Расхожий гений, что бы не кумекал,
не спрашивай, по ком звонит омлет –
всё плагиат уже от древних греков!
Кто вспомнит о тебе, что был таков
большой и белый, как глоток кефира?
Но водяные знаки облаков
ещё не признак подлинности мира!
Прощание в июле
В работе лепнина тумана,
достаточно ила с песком –
скользить по наклонной туда нам,
вцепившись в перила пустот.
Эпоха застыла нелепо,
но ты продолжай, как привык,
стекло запотевшего лета
нести на ладонях прямых.
В покоях берёзовых просек
увидишь сквозь линзу слезы –
распорота молния в профиль
на мокрой газете грозы!
Началом июльского блуда
копи благодарность судьбе…
А та, что вернётся оттуда
подарит надежду тебе!
Кладбище метафор
Кенарем распеться не успею –
опера повесилась на гласных...
Кто бы помнил, что стряслось с Помпеей,
если бы у Плиния не астма!
Видишь, в закромах духовной пищи,
уцелел один словарь толковый,
потому что, где светлее, ищем
между строк, а днём – согнём в подкову.
Научившись воровать и красться,
сыт одним, что вечности потрафил,
с бодуна, плеснул в четыре краски
скан воды на кладбище метафор!
Потому что сердце, как бутылка,
бьётся, а стакан души залапан.
Велика печаль скрести в затылке,
где и так полно уже царапин...
Вопль
Снова номер неправильно набран.
Цифровыми измученный гостами,
я соврался, веду себя нагло –
сочини меня заново, Господи!
Понимаю, не Гайдн или Мендель
что-то вроде на уровне Листа бы...
Ты не слышишь меня или медлишь –
или вновь быть боишься освистанным?!
Мораль
Вот будущего классика тетрадки…
святой воды ему не пить с лица:
Герасим-сим не топит му-мулатку
Мазай-за-зайцами плыть ленится.
Не у него ли в рубище колодца
в жару темно от звёзд наверняка?
Неве, чтоб уползти туда придётся
разжать мосты, как челюсти жука.
В его столбцах проклюнутся ли всходы
колючей проволоки из семян?
Пора, выходит прошлое из моды –
и фантик благодатью осиян!
А ты рискни надменно отмолчаться,
когда всё на планете этой влом –
клонируй стволовые клетки счастья,
но будь поаккуратней со стволом.
Стихи
С комаром у виска надоедливым ночь коротаю:
многоточие звёзд бесконечно, луны запятая
из диктанта залива, а там золотые лягушки
осыпаются в воду как будто плеснули из кружки.

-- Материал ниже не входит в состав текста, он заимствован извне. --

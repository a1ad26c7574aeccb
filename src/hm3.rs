// Samsung S5KHM3 108MP nona-pixel sensor. Gains are Q10. AEB has its own
// fast-change modes rather than an in-place register toggle.

use crate::gain_codec::{GainCodec, Q10_GAIN_CODEC};
use crate::register_bus::RegisterOp::{self, DelayUs, Write16, Write8};
use crate::sensor_mode::{ModeBitDepth, ModeGroupSlot, ModeGroupTable, PllInfo,
                         SensorModeInfo};
use crate::sensor_model::{AebControl, ControlRegisters, RetentionSetfiles,
                          SeamlessRegisters, SensorDescriptor, SensorModel,
                          StatusProbe};

pub const MODE_4000X3000_30FPS: usize = 0;
pub const MODE_4000X3000_30FPS_LN2: usize = 1;
pub const MODE_4000X3000_30FPS_AEB: usize = 2;
pub const MODE_4000X3000_30FPS_R12: usize = 3;
pub const MODE_4000X3000_30FPS_IDCG: usize = 4;
pub const MODE_4000X3000_30FPS_AEB_IDCG: usize = 5;
pub const MODE_12000X9000_8FPS: usize = 6;

const PLL_30FPS: PllInfo = PllInfo{ext_clk: 19_200_000, mipi_datarate: 1_795_000_000,
                                   pclk: 1_600_000_000, frame_length_lines: 4444,
                                   line_length_pck: 12000};

const BASE_MODE: SensorModeInfo = SensorModeInfo{
    name: "",
    width: 4000,
    height: 3000,
    pll: PLL_30FPS,
    min_coarse_integration_time: 8,
    max_margin_coarse_integration_time: 24,
    align_cit: 1,
    min_cit_shifter: 0,
    max_analog_gain: 0x4000,
    max_digital_gain: 0x4000,
    bit_depth: ModeBitDepth::Raw10,
    low_noise: 0,
    aeb_support: false,
    fast_change_idx: None,
    load_sram_idx: None,
    setfile: &[],
};

static SETFILE_4000X3000_30FPS: [RegisterOp; 7] = [
    Write16(0xFCFC, 0x4000), Write16(0x034C, 0x0FA0), Write16(0x034E, 0x0BB8),
    Write16(0x0340, 0x115C), Write16(0x0342, 0x2EE0), Write8(0x0900, 0x33),
    Write8(0x0901, 0x33)];

static SETFILE_4000X3000_30FPS_LN2: [RegisterOp; 4] = [
    Write16(0xFCFC, 0x4000), Write16(0x0340, 0x115C), Write16(0x0342, 0x2EE0),
    Write16(0x0B20, 0x0002)];

static SETFILE_4000X3000_30FPS_AEB: [RegisterOp; 4] = [
    Write16(0xFCFC, 0x4000), Write16(0x0340, 0x115C), Write16(0x0342, 0x2EE0),
    Write16(0x0E00, 0x0203)];

static SETFILE_4000X3000_30FPS_R12: [RegisterOp; 4] = [
    Write16(0xFCFC, 0x4000), Write16(0x0340, 0x115C), Write16(0x0342, 0x2EE0),
    Write16(0x0112, 0x0C0C)];

static SETFILE_4000X3000_30FPS_IDCG: [RegisterOp; 5] = [
    Write16(0xFCFC, 0x4000), Write16(0x0340, 0x115C), Write16(0x0342, 0x2EE0),
    Write16(0x0112, 0x0C0C), Write16(0x0B22, 0x0001)];

static SETFILE_4000X3000_30FPS_AEB_IDCG: [RegisterOp; 6] = [
    Write16(0xFCFC, 0x4000), Write16(0x0340, 0x115C), Write16(0x0342, 0x2EE0),
    Write16(0x0112, 0x0C0C), Write16(0x0B22, 0x0001), Write16(0x0E00, 0x0203)];

static SETFILE_12000X9000_8FPS: [RegisterOp; 7] = [
    Write16(0xFCFC, 0x4000), Write16(0x034C, 0x2EE0), Write16(0x034E, 0x2328),
    Write16(0x0340, 0x22B8), Write16(0x0342, 0x5DC0), Write8(0x0900, 0x11),
    Write8(0x0901, 0x11)];

static MODES: [SensorModeInfo; 7] = [
    SensorModeInfo{name: "4000x3000_30fps", fast_change_idx: Some(0x0000),
                   setfile: &SETFILE_4000X3000_30FPS, ..BASE_MODE},
    SensorModeInfo{name: "4000x3000_30fps_ln2", low_noise: 2, align_cit: 2,
                   max_analog_gain: 0x1000, fast_change_idx: Some(0x0001),
                   load_sram_idx: Some(0),
                   setfile: &SETFILE_4000X3000_30FPS_LN2, ..BASE_MODE},
    SensorModeInfo{name: "4000x3000_30fps_aeb", aeb_support: true,
                   fast_change_idx: Some(0x0002), load_sram_idx: Some(1),
                   setfile: &SETFILE_4000X3000_30FPS_AEB, ..BASE_MODE},
    SensorModeInfo{name: "4000x3000_30fps_r12", bit_depth: ModeBitDepth::Pseudo12Bit,
                   fast_change_idx: Some(0x0100),
                   setfile: &SETFILE_4000X3000_30FPS_R12, ..BASE_MODE},
    SensorModeInfo{name: "4000x3000_30fps_idcg", bit_depth: ModeBitDepth::Real12Bit,
                   max_analog_gain: 0x2000, fast_change_idx: Some(0x0101),
                   load_sram_idx: Some(2),
                   setfile: &SETFILE_4000X3000_30FPS_IDCG, ..BASE_MODE},
    SensorModeInfo{name: "4000x3000_30fps_aeb_idcg", bit_depth: ModeBitDepth::Real12Bit,
                   aeb_support: true, max_analog_gain: 0x2000,
                   fast_change_idx: Some(0x0102), load_sram_idx: Some(3),
                   setfile: &SETFILE_4000X3000_30FPS_AEB_IDCG, ..BASE_MODE},
    SensorModeInfo{name: "12000x9000_8fps", width: 12000, height: 9000,
                   pll: PllInfo{frame_length_lines: 8888, line_length_pck: 24000,
                                ..PLL_30FPS},
                   min_cit_shifter: 1, max_analog_gain: 0x1000,
                   setfile: &SETFILE_12000X9000_8FPS, ..BASE_MODE},
];

static GLOBAL_SETTING: [RegisterOp; 7] = [
    Write16(0xFCFC, 0x4000), Write16(0x6000, 0x0005), Write16(0x6010, 0x0001),
    DelayUs(18_000),
    Write16(0x6214, 0xFF7D), Write16(0x6218, 0x0000), Write16(0x6000, 0x0085)];

static GOLDEN_CAL: [RegisterOp; 2] = [Write16(0xFCFC, 0x4000), Write16(0x0D0A, 0x0101)];

static LOAD_SRAM_LN2: [RegisterOp; 3] = [
    Write16(0x6028, 0x2001), Write16(0x602A, 0x3A40), Write16(0x6F12, 0x0002)];
static LOAD_SRAM_AEB: [RegisterOp; 3] = [
    Write16(0x6028, 0x2001), Write16(0x602A, 0x3A42), Write16(0x6F12, 0x0001)];
static LOAD_SRAM_IDCG: [RegisterOp; 3] = [
    Write16(0x6028, 0x2001), Write16(0x602A, 0x3A44), Write16(0x6F12, 0x0001)];
static LOAD_SRAM_AEB_IDCG: [RegisterOp; 4] = [
    Write16(0x6028, 0x2001), Write16(0x602A, 0x3A42), Write16(0x6F12, 0x0001),
    Write16(0x6F12, 0x0001)];

static LOAD_SRAM: [&[RegisterOp]; 4] =
    [&LOAD_SRAM_LN2, &LOAD_SRAM_AEB, &LOAD_SRAM_IDCG, &LOAD_SRAM_AEB_IDCG];

static RETENTION_GLOBAL: [RegisterOp; 3] = [
    Write16(0xFCFC, 0x4000), Write16(0x6000, 0x0005), Write16(0x6000, 0x0085)];
static RETENTION_TABLE: [RegisterOp; 3] = [
    Write16(0x6028, 0x2000), Write16(0x602A, 0x1F80), Write16(0x6F12, 0x0001)];
static RETENTION_FINISH: [RegisterOp; 4] = [
    Write16(0xFCFC, 0x4000), Write16(0x6000, 0x0005), Write16(0x0B30, 0x01FF),
    Write16(0x6000, 0x0085)];

static RETENTION: RetentionSetfiles = RetentionSetfiles{
    global: &RETENTION_GLOBAL,
    tables: &[&RETENTION_TABLE],
    finish: &RETENTION_FINISH,
    checksum_enable: 0x010E,
    checksum_passed: 0x19C2,
    ram_ready: 0x19C4,
    ok_value: 0x0100,
};

static STATUS_REGISTERS: [StatusProbe; 11] = [
    StatusProbe::Read8(0x0104, "group_param_hold"),
    StatusProbe::Write16(0xFCFC, 0x4000, "0x4000 page"),
    StatusProbe::Read16(0x0000, "model_id"),
    StatusProbe::Read16(0x0002, "revision_number"),
    StatusProbe::Read16(0x0100, "mode_select"),
    StatusProbe::Read16(0x0202, "coarse_integration_time"),
    StatusProbe::Read16(0x0204, "analog_gain"),
    StatusProbe::Read16(0x0340, "frame_length_lines"),
    StatusProbe::Read16(0x0342, "line_length_pck"),
    StatusProbe::Read16(0x0B30, "fast_change_idx"),
    StatusProbe::Read16(0x19C2, "checksum_passed"),
];

pub static DESCRIPTOR: SensorDescriptor = SensorDescriptor{
    name: "S5KHM3",
    sensor_id: 0x1AD3,
    max_width: 12000,
    max_height: 9000,
    min_fine_integration_time: 0x200,
    max_fine_integration_time: 0x200,
    min_analog_gain: 0x400,
    min_digital_gain: 0x400,
    cit_compensation_threshold: 1024,
    stream_off_sentinel: 0x00,
    regs: ControlRegisters{
        model_id: 0x0000,
        revision: 0x0002,
        frame_count: 0x0005,
        mode_select: 0x0100,
        stream_on_value: 0x0103,
        stream_off_value: 0x0003,
        group_param_hold: 0x0104,
        coarse_integration_time: 0x0202,
        cit_shifter: Some(0x0704),
        frame_length_lines: 0x0340,
        fll_shifter: Some(0x0702),
        analog_gain: 0x0204,
        digital_gain: 0x020E,
        x_addr_start: 0x0344,
        y_addr_start: 0x0346,
        x_addr_end: 0x0348,
        y_addr_end: 0x034A,
        x_output_size: 0x034C,
        y_output_size: 0x034E,
        test_pattern: 0x0600,
        cal_data_port: 0x6F12,
    },
    seamless: SeamlessRegisters{
        page_select: 0xFCFC,
        page_value: 0x4000,
        lock: 0x6000,
        unlock_value: 0x0005,
        lock_value: 0x0085,
        fast_change_idx: 0x0B30,
        fast_change_update: 0x0B32,
        fast_change_update_value: 0x0100,
        fast_change_disabled: 0x00FF,
    },
    modes: &MODES,
    global_setting: &GLOBAL_SETTING,
    golden_cal: &GOLDEN_CAL,
    load_sram: &LOAD_SRAM,
    retention: Some(&RETENTION),
    aeb: AebControl::ModeSwitch,
    status_registers: &STATUS_REGISTERS,
};

pub struct S5khm3;

pub static S5KHM3: S5khm3 = S5khm3;

impl SensorModel for S5khm3 {
    fn descriptor(&self) -> &'static SensorDescriptor {
        &DESCRIPTOR
    }

    fn gain_codec(&self) -> &'static dyn GainCodec {
        &Q10_GAIN_CODEC
    }

    fn mode_groups(&self, mode: usize) -> ModeGroupTable {
        let table = ModeGroupTable::with_default(mode);
        match mode {
            MODE_4000X3000_30FPS | MODE_4000X3000_30FPS_LN2 | MODE_4000X3000_30FPS_AEB => {
                table.with(ModeGroupSlot::Ln2, MODE_4000X3000_30FPS_LN2)
                     .with(ModeGroupSlot::Idcg, MODE_4000X3000_30FPS_IDCG)
                     .with(ModeGroupSlot::Aeb, MODE_4000X3000_30FPS_AEB)
                     .with(ModeGroupSlot::AebIdcg, MODE_4000X3000_30FPS_AEB_IDCG)
            },
            MODE_4000X3000_30FPS_R12 | MODE_4000X3000_30FPS_IDCG
            | MODE_4000X3000_30FPS_AEB_IDCG => {
                table.with(ModeGroupSlot::Idcg, MODE_4000X3000_30FPS_IDCG)
                     .with(ModeGroupSlot::Aeb, MODE_4000X3000_30FPS_AEB)
                     .with(ModeGroupSlot::AebIdcg, MODE_4000X3000_30FPS_AEB_IDCG)
            },
            _ => table,
        }
    }
}

#[cfg(test)]
mod tests {
    use super::*;
    use crate::timing::frame_timing;

    #[test]
    fn test_frame_rates() {
        let fps = |m: usize| frame_timing(&MODES[m].pll, MODES[m].height).unwrap().max_fps;
        assert_eq!(fps(MODE_4000X3000_30FPS), 30);
        // 1.6 GHz / (8888 * 24000) = 7.5, rounds up.
        assert_eq!(fps(MODE_12000X9000_8FPS), 8);
    }

    #[test]
    fn test_aeb_slots_are_aeb_modes() {
        for base in 0..MODES.len() {
            let groups = S5KHM3.mode_groups(base);
            for slot in [ModeGroupSlot::Aeb, ModeGroupSlot::AebIdcg] {
                if let Some(m) = groups.get(slot) {
                    assert!(MODES[m].aeb_support, "base {} slot {:?}", base, slot);
                }
            }
            if let Some(m) = groups.get(ModeGroupSlot::AebIdcg) {
                assert_eq!(MODES[m].bit_depth, ModeBitDepth::Real12Bit);
            }
        }
    }

    #[test]
    fn test_q10_gain_limits() {
        let codec = S5KHM3.gain_codec();
        assert_eq!(codec.again_permille(DESCRIPTOR.min_analog_gain), 1000);
        assert_eq!(codec.again_permille(MODES[MODE_4000X3000_30FPS].max_analog_gain), 16000);
    }
}
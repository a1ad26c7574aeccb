use std::sync::Arc;
use std::sync::atomic::{AtomicU64, Ordering};
use std::time::{Duration, Instant};

/// Monotonic time source and sleep primitive. All polling loops in the
/// controller go through this so that tests can run them without real delays.
pub trait Clock: Send {
    /// Microseconds since an arbitrary fixed origin.
    fn now_us(&self) -> u64;
    fn sleep_us(&self, us: u64);
}

pub struct SystemClock {
    origin: Instant,
}

impl SystemClock {
    pub fn new() -> Self {
        SystemClock{origin: Instant::now()}
    }
}

impl Default for SystemClock {
    fn default() -> Self {
        Self::new()
    }
}

impl Clock for SystemClock {
    fn now_us(&self) -> u64 {
        self.origin.elapsed().as_micros() as u64
    }

    fn sleep_us(&self, us: u64) {
        std::thread::sleep(Duration::from_micros(us));
    }
}

/// Fake clock whose sleeps just advance a counter. Clones share the same
/// counter, so a test can keep a handle while the controller owns another.
#[derive(Clone, Default)]
pub struct ManualClock {
    now: Arc<AtomicU64>,
    sleeps: Arc<AtomicU64>,
}

impl ManualClock {
    pub fn new() -> Self {
        Self::default()
    }

    pub fn advance_us(&self, us: u64) {
        self.now.fetch_add(us, Ordering::SeqCst);
    }

    /// How many times sleep_us() has been called.
    pub fn sleep_count(&self) -> u64 {
        self.sleeps.load(Ordering::SeqCst)
    }
}

impl Clock for ManualClock {
    fn now_us(&self) -> u64 {
        self.now.load(Ordering::SeqCst)
    }

    fn sleep_us(&self, us: u64) {
        self.sleeps.fetch_add(1, Ordering::SeqCst);
        self.advance_us(us);
    }
}

#[cfg(test)]
mod tests {
    use super::*;

    #[test]
    fn test_manual_clock_shared_between_clones() {
        let clock = ManualClock::new();
        let handle = clock.clone();
        clock.sleep_us(2000);
        clock.sleep_us(2000);
        assert_eq!(handle.now_us(), 4000);
        assert_eq!(handle.sleep_count(), 2);
    }

    #[test]
    fn test_system_clock_is_monotonic() {
        let clock = SystemClock::new();
        let t0 = clock.now_us();
        clock.sleep_us(100);
        assert!(clock.now_us() >= t0 + 100);
    }
}
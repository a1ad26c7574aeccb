use std::fmt;

use canonical_error::CanonicalError;

use crate::cis_data::SharedCisData;

/// Exposure or gain values for the frames of one capture. Single-exposure
/// modes only look at `long_val`; AEB uses `long_val` and `short_val`.
/// Exposures are in microseconds, gains in permille (1000 = 1.0x).
#[derive(Copy, Clone, Debug, Default, PartialEq, Eq)]
pub struct AeParam {
    pub long_val: u32,
    pub short_val: u32,
    pub middle_val: u32,
}

impl AeParam {
    /// Same value for every frame.
    pub fn uniform(val: u32) -> AeParam {
        AeParam{long_val: val, short_val: val, middle_val: val}
    }
}

impl fmt::Display for AeParam {
    fn fmt(&self, f: &mut fmt::Formatter) -> fmt::Result {
        write!(f, "{}/{}/{}", self.long_val, self.short_val, self.middle_val)
    }
}

pub type ExposureParam = AeParam;
pub type GainParam = AeParam;

#[derive(Copy, Clone, Debug, Default, PartialEq, Eq)]
pub enum LowNoiseMode {
    #[default]
    Off,
    Ln2,
    Ln4,
}

#[derive(Copy, Clone, Debug, Default, PartialEq, Eq)]
pub enum TwelveBitMode {
    #[default]
    Off,
    /// Dual conversion gain readout.
    Real12Bit,
    Pseudo12Bit,
}

#[derive(Copy, Clone, Debug, Default, PartialEq, Eq)]
pub enum HdrMode {
    #[default]
    Single,
    /// Alternating exposure bracketing, long and short frames on separate
    /// virtual channels.
    Aeb,
}

/// Whether the sensor keeps its register RAM alive across stream cycles so
/// that a mode change is just a fast-change index write.
#[derive(Copy, Clone, Debug, Default, PartialEq, Eq)]
pub enum RetentionState {
    #[default]
    Unsupported,
    /// Supported, but the RAM has not been loaded since power up.
    Inactive,
    Activated,
}

#[derive(Copy, Clone, Debug, Default, PartialEq, Eq)]
pub enum StreamState {
    #[default]
    Init,
    Streaming,
    Stopping,
    Stopped,
}

impl fmt::Display for StreamState {
    fn fmt(&self, f: &mut fmt::Formatter) -> fmt::Result {
        write!(f, "{:?}", self)  // Just re-use Debug.
    }
}

#[derive(Copy, Clone, Debug, Default, PartialEq, Eq)]
pub enum TestPatternMode {
    #[default]
    Off,
    SolidColor,
    ColorBars,
    FadeToGray,
    Pn9,
}

impl TestPatternMode {
    /// Value of the test pattern mode register.
    pub fn register_value(&self) -> u16 {
        match self {
            TestPatternMode::Off => 0x0000,
            TestPatternMode::SolidColor => 0x0001,
            TestPatternMode::ColorBars => 0x0002,
            TestPatternMode::FadeToGray => 0x0003,
            TestPatternMode::Pn9 => 0x0004,
        }
    }
}

/// AbstractCis is the control surface of one camera image sensor: mode
/// selection, exposure and gain, and streaming. The camera framework drives a
/// sensor only through this trait; each sensor model plugs its register
/// tables and gain format in underneath.
///
/// Exposure times are in microseconds and gains in permille throughout.
/// Requests outside the current mode's limits are clamped, not rejected.
pub trait AbstractCis {
    /// Returns the sensor model name, e.g. "S5KGN3".
    fn model(&self) -> &'static str;

    /// Read-only view of the sensor's runtime state.
    fn data(&self) -> &SharedCisData;

    // Lifecycle.

    /// Verifies the sensor identity, resets all runtime state and computes
    /// timing for mode 0 at full resolution. Returns NotFound if the id
    /// register does not match this model.
    fn init(&mut self) -> Result<(), CanonicalError>;

    /// Called before power off. On retention-capable boards this makes sure
    /// the sensor RAM holds the last configuration.
    fn deinit(&mut self) -> Result<(), CanonicalError>;

    /// Writes the sensor-wide register table and calibration. With retention
    /// active this only verifies the retained RAM checksum.
    fn set_global_setting(&mut self) -> Result<(), CanonicalError>;

    // Mode selection.

    /// Switches to sensor mode `mode`. Returns InvalidArgument for an unknown
    /// mode. While streaming, only a seamless switch within the current mode
    /// group is allowed; anything else is PermissionDenied and nothing is
    /// written. A failed register write aborts the change and leaves the
    /// sensor partially configured; the caller must redo the mode change.
    fn mode_change(&mut self, mode: usize) -> Result<(), CanonicalError>;

    /// Evaluates pending sub-mode requests (AEB, low-noise, 12-bit, cropped
    /// remosaic) and performs at most one seamless switch. Returns true if
    /// registers were written.
    fn update_seamless_mode(&mut self) -> Result<bool, CanonicalError>;

    fn set_low_noise_mode(&mut self, mode: LowNoiseMode);
    fn set_12bit_mode(&mut self, mode: TwelveBitMode);
    fn set_hdr_mode(&mut self, mode: HdrMode);
    /// Zoom ratio x100.
    fn set_remosaic_zoom_ratio(&mut self, ratio: u32);

    /// Crops the output to a centred `width` x `height` window. Requires the
    /// stream to be off.
    fn set_size(&mut self, width: u32, height: u32) -> Result<(), CanonicalError>;

    fn set_test_pattern(&mut self, mode: TestPatternMode) -> Result<(), CanonicalError>;

    // Streaming.

    /// Starts streaming. Does not wait for the first frame; see
    /// wait_streamon().
    fn stream_on(&mut self) -> Result<(), CanonicalError>;

    /// Blocks until the sensor's frame counter shows it is streaming.
    /// Returns DeadlineExceeded when the poll budget runs out.
    fn wait_streamon(&mut self) -> Result<(), CanonicalError>;

    fn stream_off(&mut self) -> Result<(), CanonicalError>;

    /// Blocks until the frame counter reports the stream-off sentinel.
    fn wait_streamoff(&mut self) -> Result<(), CanonicalError>;

    /// Enters (`true`) or leaves (`false`) group parameter hold. Returns true
    /// if the hold register was written; some states make this a no-op.
    fn group_param_hold(&mut self, hold: bool) -> Result<bool, CanonicalError>;

    // Exposure and gain.

    fn set_exposure_time(&mut self, target: &ExposureParam) -> Result<(), CanonicalError>;
    fn get_min_exposure_time(&mut self) -> Result<u32, CanonicalError>;
    fn get_max_exposure_time(&mut self) -> Result<u32, CanonicalError>;

    /// Frame duration needed to fit `exposure_us`, never shorter than the
    /// mode's minimum frame time.
    fn adjust_frame_duration(&self, exposure_us: u32) -> u32;
    fn set_frame_duration(&mut self, duration_us: u32) -> Result<(), CanonicalError>;
    fn set_frame_rate(&mut self, fps: u32) -> Result<(), CanonicalError>;

    /// Nearest analog gain the sensor can represent, in permille.
    fn adjust_analog_gain(&self, permille: u32) -> u32;
    fn set_analog_gain(&mut self, gain: &GainParam) -> Result<(), CanonicalError>;
    fn get_analog_gain(&mut self) -> Result<u32, CanonicalError>;
    fn get_min_analog_gain(&mut self) -> Result<u32, CanonicalError>;
    fn get_max_analog_gain(&mut self) -> Result<u32, CanonicalError>;

    fn set_digital_gain(&mut self, gain: &GainParam) -> Result<(), CanonicalError>;
    fn get_digital_gain(&mut self) -> Result<u32, CanonicalError>;
    fn get_min_digital_gain(&mut self) -> Result<u32, CanonicalError>;
    fn get_max_digital_gain(&mut self) -> Result<u32, CanonicalError>;

    /// For exposures too short for the sensor's integration granularity,
    /// moves the shortfall into analog gain (then digital gain) so that the
    /// exposure-gain product is preserved. Returns the (again, dgain) to use,
    /// in permille.
    fn compensate_gain_for_extremely_br(&self, exposure_us: u32, again: u32, dgain: u32)
                                        -> Result<(u32, u32), CanonicalError>;

    /// Exposures beyond the normal frame range, using the shifter registers.
    fn set_long_term_exposure(&mut self, enable: bool, exposure_us: u32)
                              -> Result<(), CanonicalError>;

    // Diagnostics.

    /// Logs the sensor's status registers.
    fn log_status(&mut self) -> Result<(), CanonicalError>;
}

Что не скажешь, в сравненьи с «Энигмой» светил – всё коряво…
Вспыхнул ветер неоновой лампой в испуганных травах.
Вот затикал сверчок спусковой и в тылу побережья
по сигналу его – диверсантов-стогов перебежки.
Всё, что зрело вокруг и случилось с тобой не напрасно,
в закоулках души обнаружит прибор инфракрасный.
Вот рука погрузилась в скопление кнопок и клавиш…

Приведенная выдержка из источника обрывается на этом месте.